Some 65 percent of Baobab’s revenues comes from individual American donors, she says. Even caterers have been cajoled into donating to her fundraising parties. “I’m not afraid to ask anybody for anything,” she says.
Most of Project Baobab’s revenue goes for teacher training and salaries for the three in-country staff, says program founder Gee Gee Williams of Palo Alto.
A recent budget included about $70,000 in spending, said Baobab board member Jack McLaughlin. Institutional donors include the Global Fund for Women, the Nike Foundation in partnership with Washington D.C.-based Technoserve, and the Juniper Networks Foundation Fund, based in Sunnyvale.
The program
“If women are successfully contributing to society, then perhaps the old ways of how women are recognized — subservient and under tutelage — can change,” says Ms. Williams.Her efforts in Kenya appear to have struck a nerve.

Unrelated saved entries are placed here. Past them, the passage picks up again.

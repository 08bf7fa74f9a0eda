//! Dataset loading from spreadsheet and delimited-text files.
//!
//! The format is detected from the file's signature (XLSX is a ZIP package,
//! XLS a compound file) or its extension (`.csv`). Every backend produces a
//! [`RawTable`] that is normalized into a [`Dataset`] the same way.

pub mod cell;
pub mod delimited;
pub mod xls;
pub mod xlsx;

pub use xlsx::XlsxReader;

use deckmerge_core::{Dataset, Error, ResourceKind, Result};
use std::io::Cursor;
use std::path::Path;

const ZIP_SIGNATURE: &[u8] = b"PK\x03\x04";
const OLE_SIGNATURE: &[u8] = &[0xD0, 0xCF, 0x11, 0xE0, 0xA1, 0xB1, 0x1A, 0xE1];

/// Header and data records exactly as read, before normalization.
#[derive(Debug, Clone, Default, PartialEq, Eq)]
pub struct RawTable {
    pub header: Vec<String>,
    pub records: Vec<Vec<String>>,
}

impl RawTable {
    /// Apply trimming, missing-value and header rules.
    pub fn into_dataset(self) -> Dataset {
        Dataset::from_records(self.header, self.records)
    }
}

/// Supported dataset file formats.
#[derive(Debug, Clone, Copy, PartialEq, Eq)]
pub enum SourceFormat {
    Xlsx,
    Xls,
    Csv,
}

/// Identify the format of a dataset from its leading bytes and file name.
pub fn detect_format(path: &Path, data: &[u8]) -> std::result::Result<SourceFormat, String> {
    if data.starts_with(ZIP_SIGNATURE) {
        return Ok(SourceFormat::Xlsx);
    }
    if data.starts_with(OLE_SIGNATURE) {
        return Ok(SourceFormat::Xls);
    }

    let extension = path
        .extension()
        .and_then(|e| e.to_str())
        .map(str::to_ascii_lowercase);
    match extension.as_deref() {
        Some("csv") => Ok(SourceFormat::Csv),
        Some(other) => Err(format!("unsupported dataset format '.{}'", other)),
        None => Err("unsupported dataset format".to_string()),
    }
}

/// Loads datasets from files.
pub struct DatasetLoader;

impl DatasetLoader {
    pub fn new() -> Self {
        Self
    }

    /// Load `path` into a [`Dataset`].
    ///
    /// Fails with [`Error::ResourceNotFound`] if the path does not exist and
    /// [`Error::DataSource`] if no supported reader can parse it.
    pub fn load(&self, path: &Path) -> Result<Dataset> {
        if !path.exists() {
            return Err(Error::ResourceNotFound {
                kind: ResourceKind::Dataset,
                path: path.to_path_buf(),
            });
        }

        let data_source = |reason: String| Error::DataSource {
            path: path.to_path_buf(),
            reason,
        };

        let data = std::fs::read(path).map_err(|e| data_source(e.to_string()))?;
        let format = detect_format(path, &data).map_err(data_source)?;
        log::debug!("Reading {} as {:?}", path.display(), format);

        let table = match format {
            SourceFormat::Xlsx => XlsxReader::new()
                .read(Cursor::new(data))
                .map_err(|e| data_source(e.to_string()))?,
            SourceFormat::Xls => {
                xls::read_xls(Cursor::new(data)).map_err(|e| data_source(e.to_string()))?
            }
            SourceFormat::Csv => {
                delimited::read_csv(data.as_slice()).map_err(|e| data_source(e.to_string()))?
            }
        };

        let dataset = table.into_dataset();
        log::debug!(
            "Dataset has {} row(s) and columns {:?}",
            dataset.len(),
            dataset.columns()
        );
        Ok(dataset)
    }
}

impl Default for DatasetLoader {
    fn default() -> Self {
        Self::new()
    }
}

Each new Project Baobab class is heavily oversubscribed: 125 applicants for 25 available slots, she says.
The Baobab program trains Kenyan teachers and offers elective classes at six schools in or around the capital, Nairobi, plus a program inside Nairobi’s Lan’gata Women’s Prison.

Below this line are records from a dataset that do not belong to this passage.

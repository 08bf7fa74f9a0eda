//! Comma-separated text reader.

use crate::RawTable;
use std::io::Read;

const BOM: char = '\u{feff}';

/// Read comma-separated text: first record is the header.
///
/// Records may have differing lengths; empty lines are skipped.
pub fn read_csv<R: Read>(reader: R) -> csv::Result<RawTable> {
    let mut csv = csv::ReaderBuilder::new()
        .has_headers(false)
        .flexible(true)
        .from_reader(reader);

    let mut records = Vec::new();
    for record in csv.records() {
        records.push(record?.iter().map(str::to_string).collect::<Vec<_>>());
    }

    let mut records = records.into_iter();
    let mut header = records.next().unwrap_or_default();
    if let Some(first) = header.first_mut() {
        if let Some(stripped) = first.strip_prefix(BOM) {
            *first = stripped.to_string();
        }
    }

    Ok(RawTable {
        header,
        records: records.collect(),
    })
}
/// Point the slide id list at the new slides, resize, and drop stale section lists.
pub(crate) fn rewrite_presentation(xml: &str, slide_rel_ids: &[String], size: PageSize) -> String {
    let render_list = |prefix: &str| -> String {
        if slide_rel_ids.is_empty() {
            return String::new();
        }
        let items: String = slide_rel_ids
            .iter()
            .enumerate()
            .map(|(i, rid)| {
                format!(
                    "<{}sldId id=\"{}\" r:id=\"{}\"/>",
                    prefix,
                    FIRST_SLIDE_ID + i,
                    rid
                )
            })
            .collect();
        format!("<{p}sldIdLst>{}</{p}sldIdLst>", items, p = prefix)
    };

    let mut out = if SLIDE_ID_LIST_REGEX.is_match(xml) {
        SLIDE_ID_LIST_REGEX
            .replace(xml, |caps: &Captures| render_list(&caps[1]))
            .into_owned()
    } else {
        MASTER_ID_LIST_END_REGEX
            .replace(xml, |caps: &Captures| format!("{}{}", &caps[0], render_list(&caps[1])))
            .into_owned()
    };

    out = SLIDE_SIZE_REGEX
        .replace(&out, |caps: &Captures| {
            let tag = CX_REGEX.replace(&caps[0], format!("cx=\"{}\"", size.width).as_str());
            CY_REGEX
                .replace(&tag, format!("cy=\"{}\"", size.height).as_str())
                .into_owned()
        })
        .into_owned();

    out = SECTION_EXT_REGEX.replace_all(&out, "").into_owned();
    CUSTOM_SHOW_REGEX.replace_all(&out, "").into_owned()
}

The life-skills part of the curriculum includes classes in gender empowerment, decision making, assertiveness, communication skills and AIDS awareness and prevention.
The entrepreneurial section addresses planning, starting and managing a small local business, including lessons in budgeting, marketing, inventory control, risk management, legal issues and business ethics.
The program awards about 32 competitive $100 micro-grants per year, with four going to each of the six schools and several more going to women imprisoned for nonviolent offenses, Ms. Williams says. To be eligible, applicants must make a presentation before a committee of program and institution officials. The grants go to the business plans with the most potential.
Since its inception in 2001, Baobab has enrolled 500 women and awarded about 170 grants, Ms. Williams says.
Last year, Baobab began assigning Kenyan women to mentor and track the progress of women receiving the grants. The periodic oversight provides support and reminds them of the need to be accountable to the program, says Ms. Williams.
Weighing the risks
Traveling entails risk; traveling to an equatorial country raises the stakes a bit, with threats of food-, water- and insect-borne diseases.The World Factbook, published by the U.S. Central Intelligence Agency, labels the risk of illness in Kenya as “very high.” The U.S. State Department warns travelers to be wary of terror attacks and violent crime, especially after dark.
For Ms. Books, such risks are manageable. “My life is not a dress rehearsal,” she says. “I’m not going to stay home if I hear somebody’s going to bomb an embassy (and) I have absolutely no fear of getting sick. I’m a very positive person in general. I don’t worry about things.”
That said, she is up-to-date on her shots, travels with a full medical kit, and, most importantly to her, she always carries a flashlight at night.
She says she is never without a Kenyan companion while in Nairobi — a sprawling mega-city of high-rise offices, tree-lined residential neighborhoods and teeming slums of dirt-floored, tin-roofed shacks.
Ms. Books says she loved poring over maps and globes as a child. “I just have an intense curiosity about the world and what’s out there and about other people.”